* _Exercise instructions_
Using the records below, filter out every line that lacks "RandParamGen" and copy the rest.

(Dataset records)
━━━━━━

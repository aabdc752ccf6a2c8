pub mod arch;
pub mod dataset;
pub mod error;
pub mod initialization;
pub mod optimization;

pub use error::Result;
use std::sync::Arc;

use log::{debug, trace};
use ml_core::{
    Checkpoint, Dataset, GreedyMode, LossFn, Model, Selection, SelectionError, SelectionStrategy,
};
use ndarray::Array1;
use rand::{rngs::StdRng, seq::index, SeedableRng};

use crate::{
    embedding::{mean_row, Embedder},
    grouping::check_budget,
};

/// Candidate pools are sized so that each pick is within `1 - 1/e` of the best remaining gain
/// with probability `1 - STOCHASTIC_EPS`.
const STOCHASTIC_EPS: f64 = 0.01;

/// Bi-level validation-driven selection with a stochastic greedy search.
///
/// The gain of an example is the first order decrease of the validation loss after a step of
/// size `eta` along that example's gradient embedding. After every pick the validation gradient
/// is recomputed exactly for the last-layer bias step the picks so far imply. All weights are 1.
pub struct Glister<M, L, D: ?Sized> {
    embedder: Embedder<M, L>,
    train: Arc<D>,
    valid: Arc<D>,
    eta: f32,
    rng: StdRng,
}

impl<M, L, D> Glister<M, L, D>
where
    M: Model + Checkpoint,
    L: LossFn,
    D: Dataset + ?Sized,
{
    /// Creates a new `Glister` strategy.
    ///
    /// # Arguments
    /// * `embedder` - The private model copy used to score examples.
    /// * `train` - The training set.
    /// * `valid` - The validation set whose loss the selection tries to decrease.
    /// * `eta` - The step size of the inner update, usually the training learning rate.
    /// * `seed` - Seeds the candidate pools.
    pub fn new(embedder: Embedder<M, L>, train: Arc<D>, valid: Arc<D>, eta: f32, seed: u64) -> Self {
        Self {
            embedder,
            train,
            valid,
            eta,
            rng: StdRng::seed_from_u64(seed),
        }
    }
}

fn pool_size(len: usize, budget: usize) -> usize {
    let size = (len as f64 / budget as f64 * (1. / STOCHASTIC_EPS).ln()).ceil();
    (size as usize).max(1)
}

impl<M, L, D> SelectionStrategy<M::State> for Glister<M, L, D>
where
    M: Model + Checkpoint,
    L: LossFn,
    D: Dataset + ?Sized,
{
    fn select(
        &mut self,
        budget: usize,
        state: M::State,
        _mode: Option<GreedyMode>,
    ) -> Result<Selection, SelectionError> {
        let len = self.train.len();
        check_budget(budget, len)?;

        if self.valid.is_empty() {
            return Err(SelectionError::Optimization(
                "validation-driven selection needs a non-empty validation split".into(),
            ));
        }

        self.embedder.load(&state)?;

        let all: Vec<usize> = (0..len).collect();
        let train_emb = self.embedder.embeddings(&*self.train, &all)?;

        let valid_all: Vec<usize> = (0..self.valid.len()).collect();
        let (val_pred, val_y) = self.embedder.outputs(&*self.valid, &valid_all)?;
        let mut val_grad = mean_row(&self.embedder.loss().loss_prime(val_pred.view(), val_y.view()));

        let eta = self.eta;
        let pool = pool_size(len, budget);
        let mut remaining = all;
        let mut selected = Vec::with_capacity(budget);
        let mut shift = Array1::<f32>::zeros(train_emb.ncols());

        debug!(budget = budget, pool = pool; "starting stochastic greedy selection");

        while selected.len() < budget {
            let size = pool.min(remaining.len());
            let candidates = index::sample(&mut self.rng, remaining.len(), size);

            let best = candidates
                .iter()
                .map(|pos| {
                    let gain = eta * train_emb.row(remaining[pos]).dot(&val_grad);
                    (pos, gain)
                })
                .max_by(|a, b| {
                    a.1.total_cmp(&b.1)
                        .then(remaining[b.0].cmp(&remaining[a.0]))
                });

            let Some((pos, gain)) = best else {
                break;
            };

            let picked = remaining.swap_remove(pos);
            selected.push(picked);
            trace!(index = picked, gain = gain; "picked");

            // A bias step shifts every validation output by the same amount.
            shift.scaled_add(-eta, &train_emb.row(picked));
            let shifted = &val_pred + &shift;
            val_grad = mean_row(&self.embedder.loss().loss_prime(shifted.view(), val_y.view()));

            if val_grad.iter().any(|v| !v.is_finite()) {
                return Err(SelectionError::Optimization(
                    "validation gradient diverged".into(),
                ));
            }
        }

        Selection::uniform(selected, budget, len)
    }
}
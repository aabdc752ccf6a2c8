//! Concrete subset-selection strategies.
//!
//! Every strategy implements `ml_core::SelectionStrategy`. Model-based ones own a private copy
//! of the model and only ever see the live parameters through the snapshot they are handed.

mod craig;
mod embedding;
pub mod facility;
mod glister;
mod gradmatch;
pub mod grouping;
pub mod omp;
mod random;

pub use craig::Craig;
pub use embedding::Embedder;
pub use glister::Glister;
pub use gradmatch::GradMatch;
pub use grouping::Grouping;
pub use random::RandomStrategy;
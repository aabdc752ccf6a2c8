use log::{error, trace};
use ml_core::{Checkpoint, GreedyMode, Selection, SelectionError, SelectionStrategy};

use crate::{CoresetErr, Result};

/// Runs `strategy` on an independent snapshot of `model` and puts the model back afterwards.
///
/// The model is restored from a cached snapshot whether the strategy succeeds or not, so its
/// trainable state after this call is bit-identical to the state before it. Debug builds
/// re-snapshot after the restore and report any difference.
///
/// # Errors
/// Returns `CoresetErr::StateIsolation` if the restore fails or leaves a different state
/// behind, otherwise the strategy's own error, or `SelectionError::WrongSize` if it returned
/// a subset of the wrong size.
pub fn isolated_select<M, S>(
    model: &mut M,
    strategy: &mut S,
    budget: usize,
    mode: Option<GreedyMode>,
) -> Result<Selection>
where
    M: Checkpoint,
    S: SelectionStrategy<M::State> + ?Sized,
{
    let cached = model.snapshot();
    let clone = model.snapshot();

    let res = strategy.select(budget, clone, mode);

    if let Err(e) = model.restore(&cached) {
        error!("could not restore the model after selection: {e}");
        return Err(CoresetErr::StateIsolation(format!(
            "restore after selection failed: {e}"
        )));
    }

    #[cfg(debug_assertions)]
    if model.snapshot() != cached {
        return Err(CoresetErr::StateIsolation(
            "model state differs from its pre-selection snapshot".into(),
        ));
    }

    trace!(budget = budget, ok = res.is_ok(); "model restored after selection");

    let selection = res?;
    if selection.len() != budget {
        return Err(SelectionError::WrongSize {
            got: selection.len(),
            expected: budget,
        }
        .into());
    }

    Ok(selection)
}

#[cfg(test)]
mod tests {
    use std::cell::Cell;

    use ml_core::MlError;

    use super::*;

    /// A model whose whole state is a vector of values.
    #[derive(Debug, Default)]
    struct Params {
        values: Vec<f32>,
        drift: Cell<f32>,
        broken_restore: bool,
    }

    impl Checkpoint for Params {
        type State = Vec<f32>;

        fn snapshot(&self) -> Vec<f32> {
            // A non-zero drift shifts every snapshot by a growing amount.
            let drift = self.drift.get();
            if drift != 0. {
                self.drift.set(drift + 1.);
            }
            self.values.iter().map(|v| v + drift).collect()
        }

        fn restore(&mut self, state: &Vec<f32>) -> std::result::Result<(), MlError> {
            if self.broken_restore {
                return Err(MlError::InvalidInput("restore is broken"));
            }
            self.values.clone_from(state);
            Ok(())
        }
    }

    /// Overwrites the snapshot it gets, then either fails or returns a fixed subset.
    struct Scribbler {
        fail: bool,
        seen: Vec<Vec<f32>>,
    }

    impl SelectionStrategy<Vec<f32>> for Scribbler {
        fn select(
            &mut self,
            budget: usize,
            mut state: Vec<f32>,
            _mode: Option<GreedyMode>,
        ) -> std::result::Result<Selection, SelectionError> {
            self.seen.push(state.clone());
            state.iter_mut().for_each(|v| *v = f32::NAN);

            if self.fail {
                return Err(SelectionError::Optimization("scribbled and failed".into()));
            }
            Selection::uniform((0..budget).collect(), budget, 10)
        }
    }

    fn params() -> Params {
        Params {
            values: vec![1., -2., 3.5],
            ..Default::default()
        }
    }

    fn bits(values: &[f32]) -> Vec<u32> {
        values.iter().map(|v| v.to_bits()).collect()
    }

    #[test]
    fn strategy_sees_the_live_state_and_cannot_touch_it() {
        let mut model = params();
        let mut strategy = Scribbler {
            fail: false,
            seen: Vec::new(),
        };

        let selection = isolated_select(&mut model, &mut strategy, 4, None).unwrap();

        assert_eq!(selection.len(), 4);
        assert_eq!(strategy.seen, [vec![1., -2., 3.5]]);
        assert_eq!(bits(&model.values), bits(&[1., -2., 3.5]));
    }

    #[test]
    fn failing_strategies_still_restore() {
        let mut model = params();
        let mut strategy = Scribbler {
            fail: true,
            seen: Vec::new(),
        };

        let res = isolated_select(&mut model, &mut strategy, 4, None);

        assert!(matches!(
            res,
            Err(CoresetErr::Selection(SelectionError::Optimization(_)))
        ));
        assert_eq!(bits(&model.values), bits(&[1., -2., 3.5]));
    }

    #[test]
    fn broken_restore_is_a_violation() {
        let mut model = Params {
            broken_restore: true,
            ..params()
        };
        let mut strategy = Scribbler {
            fail: false,
            seen: Vec::new(),
        };

        assert!(matches!(
            isolated_select(&mut model, &mut strategy, 4, None),
            Err(CoresetErr::StateIsolation(_))
        ));
    }

    #[cfg(debug_assertions)]
    #[test]
    fn drifting_state_is_caught_in_debug_builds() {
        let mut model = params();
        model.drift.set(1.);
        let mut strategy = Scribbler {
            fail: false,
            seen: Vec::new(),
        };

        assert!(matches!(
            isolated_select(&mut model, &mut strategy, 4, None),
            Err(CoresetErr::StateIsolation(_))
        ));
    }

    #[test]
    fn wrong_sized_results_are_rejected() {
        struct Short;

        impl SelectionStrategy<Vec<f32>> for Short {
            fn select(
                &mut self,
                _budget: usize,
                _state: Vec<f32>,
                _mode: Option<GreedyMode>,
            ) -> std::result::Result<Selection, SelectionError> {
                Selection::uniform(vec![0, 1], 2, 10)
            }
        }

        let mut model = params();
        assert!(matches!(
            isolated_select(&mut model, &mut Short, 3, None),
            Err(CoresetErr::Selection(SelectionError::WrongSize {
                got: 2,
                expected: 3
            }))
        ));
    }
}
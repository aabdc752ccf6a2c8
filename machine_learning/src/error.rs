pub use ml_core::MlError;

/// The result type used in the entire machine learning module.
pub type Result<T> = std::result::Result<T, MlError>;

/// Checks that `got` and `expected` agree, naming `what` otherwise.
pub(crate) fn ensure_len(what: &'static str, got: usize, expected: usize) -> Result<()> {
    if got != expected {
        return Err(MlError::ShapeMismatch {
            what,
            got,
            expected,
        });
    }

    Ok(())
}
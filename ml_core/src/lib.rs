mod checkpoint;
mod data;
mod error;
mod loss;
mod model;
mod optimizer;
mod selection;
mod stats;
mod strategy;

pub use checkpoint::Checkpoint;
pub use data::{Batch, DataError, Dataset};
pub use error::{MlError, SelectionError};
pub use loss::LossFn;
pub use model::Model;
pub use optimizer::{LrScheduler, Optimizer};
pub use selection::Selection;
pub use stats::{BatchStats, argmax_matches};
pub use strategy::{GreedyMode, SelectionStrategy};
use std::{cell::RefCell, rc::Rc};

use machine_learning::{
    arch::{
        Sequential,
        activations::ActFn,
        layers::Layer,
        loss::{CrossEntropy, Mse},
    },
    dataset,
    initialization::RandParamGen,
    optimization::GradientDescent,
};
use ml_core::{Dataset, LossFn, Model, Optimizer};
use ndarray::{Array2, array};
use rand::{SeedableRng, rngs::StdRng};

fn seeded_model(layers: Vec<Layer>, seed: u64) -> Sequential {
    let mut model = Sequential::new(layers);
    let rng = Rc::new(RefCell::new(StdRng::seed_from_u64(seed)));
    let mut param_gen = RandParamGen::normal(rng, model.num_params(), 0., 0.5).unwrap();
    model.initialize(&mut param_gen).unwrap();
    model
}

fn mean_loss<L: LossFn>(model: &mut Sequential, loss: &L, x: &Array2<f32>, y: &Array2<f32>) -> f32 {
    let y_pred = model.forward(x.view()).unwrap();
    loss.losses(y_pred.view(), y.view()).mean().unwrap()
}

fn check_gradient<L: LossFn>(layers: Vec<Layer>, loss: L, x: Array2<f32>, y: Array2<f32>) {
    const H: f32 = 1e-2;

    let mut model = seeded_model(layers, 3);
    let n = x.nrows() as f32;

    model.zero_grad();
    let y_pred = model.forward(x.view()).unwrap();
    let d = loss.loss_prime(y_pred.view(), y.view()) / n;
    model.backward(d.view()).unwrap();
    let analytic = model.params_and_grad().1.to_vec();

    for i in 0..model.num_params() {
        let original = model.params()[i];

        model.params_and_grad().0[i] = original + H;
        let plus = mean_loss(&mut model, &loss, &x, &y);
        model.params_and_grad().0[i] = original - H;
        let minus = mean_loss(&mut model, &loss, &x, &y);
        model.params_and_grad().0[i] = original;

        let numeric = (plus - minus) / (2. * H);
        let tolerance = 1e-2 * numeric.abs().max(1.);
        assert!(
            (numeric - analytic[i]).abs() < tolerance,
            "param {i}: numeric {numeric} vs analytic {}",
            analytic[i]
        );
    }
}

#[test]
fn dense_gradients_match_finite_differences_with_mse() {
    let layers = vec![
        Layer::dense((3, 4), Some(ActFn::sigmoid(1.))),
        Layer::dense((4, 2), None),
    ];
    let x = array![[0.1, -0.4, 0.8], [1.0, 0.2, -0.3], [-0.5, 0.5, 0.0]];
    let y = array![[1.0, 0.0], [0.5, -0.5], [0.0, 2.0]];

    check_gradient(layers, Mse, x, y);
}

#[test]
fn dense_gradients_match_finite_differences_with_cross_entropy() {
    let layers = vec![
        Layer::dense((2, 5), Some(ActFn::tanh())),
        Layer::dense((5, 3), None),
    ];
    let x = array![[0.3, -1.2], [0.7, 0.1], [-0.2, 0.9], [1.1, 1.0]];
    let y = array![[1., 0., 0.], [0., 1., 0.], [0., 0., 1.], [0., 1., 0.]];

    check_gradient(layers, CrossEntropy, x, y);
}

#[test]
fn gradient_descent_fits_separable_blobs() {
    let mut rng = StdRng::seed_from_u64(11);
    let data = dataset::blobs(120, 2, 3, 0.5, &mut rng).unwrap();
    let all: Vec<_> = (0..data.len()).collect();
    let batch = data.gather(&all).unwrap();

    let mut model = seeded_model(
        vec![
            Layer::dense((2, 8), Some(ActFn::relu())),
            Layer::dense((8, 3), None),
        ],
        5,
    );
    let mut optimizer = GradientDescent::new(0.01);
    let loss = CrossEntropy;

    let before = mean_loss(&mut model, &loss, &batch.x, &batch.y);

    for _ in 0..300 {
        model.zero_grad();
        let y_pred = model.forward(batch.x.view()).unwrap();
        let d = loss.loss_prime(y_pred.view(), batch.y.view()) / batch.len() as f32;
        model.backward(d.view()).unwrap();

        let (params, grad) = model.params_and_grad();
        optimizer.update_params(grad, params).unwrap();
    }

    let after = mean_loss(&mut model, &loss, &batch.x, &batch.y);
    assert!(after < before * 0.5, "loss went from {before} to {after}");
}
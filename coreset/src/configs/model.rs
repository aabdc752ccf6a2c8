use serde::Deserialize;

#[derive(Debug, Clone, Copy, PartialEq, Deserialize)]
#[serde(rename_all = "snake_case")]
pub enum ActFnConfig {
    Sigmoid { amp: f32 },
    Relu,
    Tanh,
}

/// How a layer's parameters are drawn before training.
#[derive(Debug, Clone, Copy, PartialEq, Deserialize)]
#[serde(rename_all = "snake_case")]
pub enum ParamGenConfig {
    Const { value: f32 },
    Uniform { low: f32, high: f32 },
    XavierUniform,
    LecunUniform,
    Normal { mean: f32, std_dev: f32 },
    Kaiming,
    Xavier,
}

#[derive(Debug, Clone, Copy, PartialEq, Deserialize)]
#[serde(rename_all = "snake_case")]
pub enum LayerConfig {
    Dense {
        dim: (usize, usize),
        init: ParamGenConfig,
        act_fn: Option<ActFnConfig>,
    },
}

#[derive(Debug, Clone, PartialEq, Deserialize)]
#[serde(rename_all = "snake_case")]
pub enum ModelConfig {
    Sequential { layers: Vec<LayerConfig> },
}
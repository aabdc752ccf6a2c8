use std::sync::Arc;

use machine_learning::{
    arch::{ParamSnapshot, Sequential, loss::Loss},
    dataset::InMemoryDataset,
};
use ml_core::{Dataset, GreedyMode, Selection, SelectionError, SelectionStrategy};
use ml_strategies::{Craig, Embedder, Glister, GradMatch, RandomStrategy};

use crate::{CoresetErr, Result, run_spec::Family};

type Data = InMemoryDataset;

/// The selection strategies a run can be configured with.
pub enum Strategy {
    Random(RandomStrategy),
    Glister(Glister<Sequential, Loss, Data>),
    GradMatch(GradMatch<Sequential, Loss, Data>),
    Craig(Craig<Sequential, Loss, Data>),
}

/// The shared pieces a model-based strategy is built from.
pub struct StrategyParts<'a> {
    pub model: &'a Sequential,
    pub loss: Loss,
    pub batch_size: usize,
    pub train: Arc<Data>,
    pub valid: Option<Arc<Data>>,
    /// The step size of validation-driven selection.
    pub eta: f32,
    pub seed: u64,
}

impl Strategy {
    /// Builds the strategy of `family`.
    ///
    /// Full-data training and static random subsets never reselect, so they get `None`.
    ///
    /// # Errors
    /// Returns `CoresetErr::InvalidConfig` if a validation-driven strategy has no
    /// validation split to look at.
    pub fn from_family(family: Family, parts: StrategyParts<'_>) -> Result<Option<Self>> {
        let embedder = || Embedder::new(parts.model.clone(), parts.loss, parts.batch_size);
        let train = Arc::clone(&parts.train);

        let strategy = match family {
            Family::Full | Family::Random { online: false } => return Ok(None),
            Family::Random { online: true } => {
                Strategy::Random(RandomStrategy::online(train.len(), parts.seed))
            }
            Family::Glister => {
                let Some(valid) = parts.valid.clone() else {
                    return Err(CoresetErr::InvalidConfig(
                        "GLISTER needs a validation split".into(),
                    ));
                };
                Strategy::Glister(Glister::new(embedder(), train, valid, parts.eta, parts.seed))
            }
            Family::GradMatch { grouping, lam, eps } => Strategy::GradMatch(GradMatch::new(
                embedder(),
                train,
                grouping,
                lam,
                eps,
                parts.seed,
            )),
            Family::Craig { grouping } => {
                Strategy::Craig(Craig::new(embedder(), train, grouping, parts.seed))
            }
        };

        Ok(Some(strategy))
    }
}

impl SelectionStrategy<ParamSnapshot> for Strategy {
    fn select(
        &mut self,
        budget: usize,
        state: ParamSnapshot,
        mode: Option<GreedyMode>,
    ) -> std::result::Result<Selection, SelectionError> {
        match self {
            Strategy::Random(s) => s.select(budget, state, mode),
            Strategy::Glister(s) => s.select(budget, state, mode),
            Strategy::GradMatch(s) => s.select(budget, state, mode),
            Strategy::Craig(s) => s.select(budget, state, mode),
        }
    }
}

━━━━━━

* _Task response_
    initialization::RandParamGen,
    let mut param_gen = RandParamGen::normal(rng, model.num_params(), 0., 0.5).unwrap();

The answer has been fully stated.